Model: DistilBERT (https://huggingface.co/docs/transformers/model_doc/distilbert)
Data: IMDB-Dataset (https://huggingface.co/datasets/imdb)
Find explainability approaches for the selected models. Repeat the section below for each approach to describe it.
For our first approach, we use the library BertViz (https://github.com/jessevig/bertviz) to visualize the attention of the model for each layer and head. We use the model view of the library BertViz, which shows you can see the attention for every head for every layer at once. The visualization is interactive and you can see by clicking or hovering in the visualization to which words the attention flows.
Visualizing the attention of the DistilBERT trained on Imdb looks like the following:
With that we can learn about the model and how it works on attention level, but we wanted to apply this visualization to explain what the model has learned. So, we took the attention from a pretrained and untrained model on Imdb and visualize the difference between both attention matrices. Then we only see the attention connections, which got stronger by training the model on Imdb.
With that the following got visualized:
If we interact with the visualization, we can see what attention values got bigger, the following is an example:
We can see that in this example there is more attention for the words "highly" and "recommend" in layer 4 for head 5. This is something we would expect for a trained model on imdb.
The following is one example on a negative sentence:
Here we can see that the attention got stronger for words like "not", "really" and "good", which is also something we would expect.
This can help explain how the model is working and what it has learned to classify the sentences correctly in positive and negative. This could be helpful for more complex language classification tasks to see where the model puts its attention too to get to that classification. This helps us to understand the model and how it works and what it has learned better.

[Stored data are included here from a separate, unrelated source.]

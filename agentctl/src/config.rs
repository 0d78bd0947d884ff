//! CLI configuration resolution
//!
//! Flags win over environment variables, which win over built-in defaults.

use std::path::PathBuf;

use crate::services::log_writer::DEFAULT_MAX_LOG_SIZE;

pub const DEFAULT_CONTROL_PLANE_URL: &str = "https://control-plane.agentctl.dev";

pub const API_KEY_ENV: &str = "AGENTCTL_API_KEY";
pub const DAEMON_CHILD_ENV: &str = "AGENTCTL_DAEMON_CHILD";

const BASE_URL_ENV: &str = "AGENTCTL_CONTROL_PLANE_BASE_URL";
const GATEWAY_URL_ENV: &str = "CONTROL_PLANE_GATEWAY_URL";
const PLAIN_URL_ENV: &str = "CONTROL_PLANE_URL";
const MAX_LOG_SIZE_ENV: &str = "AGENTCTL_MAX_LOG_SIZE";
const HOME_DIR_ENV: &str = "AGENTCTL_HOME";

/// Resolve the control plane URL
///
/// Precedence: explicit flag, then `AGENTCTL_CONTROL_PLANE_BASE_URL`,
/// `CONTROL_PLANE_GATEWAY_URL`, `CONTROL_PLANE_URL`, then the default.
pub fn resolve_control_plane_url(explicit: Option<&str>) -> String {
    if let Some(url) = explicit {
        if !url.is_empty() {
            return url.to_string();
        }
    }
    for var in [BASE_URL_ENV, GATEWAY_URL_ENV, PLAIN_URL_ENV] {
        if let Ok(url) = std::env::var(var) {
            if !url.is_empty() {
                return url;
            }
        }
    }
    DEFAULT_CONTROL_PLANE_URL.to_string()
}

/// Resolve the API key from flag or environment
pub fn resolve_api_key(explicit: Option<&str>) -> Option<String> {
    explicit
        .map(str::to_string)
        .filter(|key| !key.is_empty())
        .or_else(|| std::env::var(API_KEY_ENV).ok().filter(|key| !key.is_empty()))
}

/// Root directory for per-queue worker state
pub fn worker_root() -> PathBuf {
    if let Ok(dir) = std::env::var(HOME_DIR_ENV) {
        return PathBuf::from(dir).join("workers");
    }
    let home = std::env::var("HOME").unwrap_or_else(|_| ".".to_string());
    PathBuf::from(home).join(".agentctl").join("workers")
}

/// Configured maximum log size, falling back to the default
pub fn max_log_size() -> u64 {
    std::env::var(MAX_LOG_SIZE_ENV)
        .ok()
        .and_then(|value| value.parse().ok())
        .filter(|&size| size > 0)
        .unwrap_or(DEFAULT_MAX_LOG_SIZE)
}

/// True when this process is the daemonized worker child
pub fn is_daemon_child() -> bool {
    std::env::var(DAEMON_CHILD_ENV)
        .map(|value| value == "1")
        .unwrap_or(false)
}

#[cfg(test)]
mod tests {
    use super::*;

    #[test]
    fn test_explicit_url_wins() {
        assert_eq!(
            resolve_control_plane_url(Some("https://explicit.example.com")),
            "https://explicit.example.com"
        );
    }

    #[test]
    fn test_url_env_chain_and_default() {
        // Env manipulation is process-global, so the whole chain lives in
        // one test.
        std::env::remove_var(BASE_URL_ENV);
        std::env::remove_var(GATEWAY_URL_ENV);
        std::env::remove_var(PLAIN_URL_ENV);
        assert_eq!(resolve_control_plane_url(None), DEFAULT_CONTROL_PLANE_URL);

        std::env::set_var(PLAIN_URL_ENV, "https://plain.example.com");
        assert_eq!(resolve_control_plane_url(None), "https://plain.example.com");

        std::env::set_var(GATEWAY_URL_ENV, "https://gateway.example.com");
        assert_eq!(
            resolve_control_plane_url(None),
            "https://gateway.example.com"
        );

        std::env::set_var(BASE_URL_ENV, "https://base.example.com");
        assert_eq!(resolve_control_plane_url(None), "https://base.example.com");

        // Explicit still beats the whole chain
        assert_eq!(
            resolve_control_plane_url(Some("https://flag.example.com")),
            "https://flag.example.com"
        );

        std::env::remove_var(BASE_URL_ENV);
        std::env::remove_var(GATEWAY_URL_ENV);
        std::env::remove_var(PLAIN_URL_ENV);
    }

    #[test]
    fn test_api_key_prefers_explicit_value() {
        assert_eq!(resolve_api_key(Some("flag-key")).as_deref(), Some("flag-key"));
        assert_eq!(resolve_api_key(Some("")), resolve_api_key(None));
    }
}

In the second approach we created prediction of the IMDB dataset to calculate the shap values which give explaination how much a word contributed to the sentiment of a review. Then we downproject the embedding of the words and color them according to their shap value.
The color of the words indicate wheter a word contributed more to positive or negative reviews. So it can be interpreted that certain words are more often used in a positive or negative way. In the figure blue words represent positive sentiment, whereas red colored words represent negative words. Black colored words are neutral. The shading indicates how strong the sentiment of a word is.
We trained a pre-trained DistilBERT sentiment model for 5 epochs. After each epoch we generated embeddings for 200 samples and saved the hidden states of each layer for each sample in a numpy array of shape (epoch, sample, layer, hidden_dim). For each of the embeddings of the 5 epochs and the 6 layers we performed downprojection via PCA und visualized them in scatter plots, where the colors represent the labels, positive (1) and negative(0).
Here the downprojected embeddings are visualized. The rows of the visualization represent the epochs, the columns represent the layers. The plots illustrate well how the model learns sentiment analysis on the training samples by adapting the embeddings layer by layer, epoch by epoch.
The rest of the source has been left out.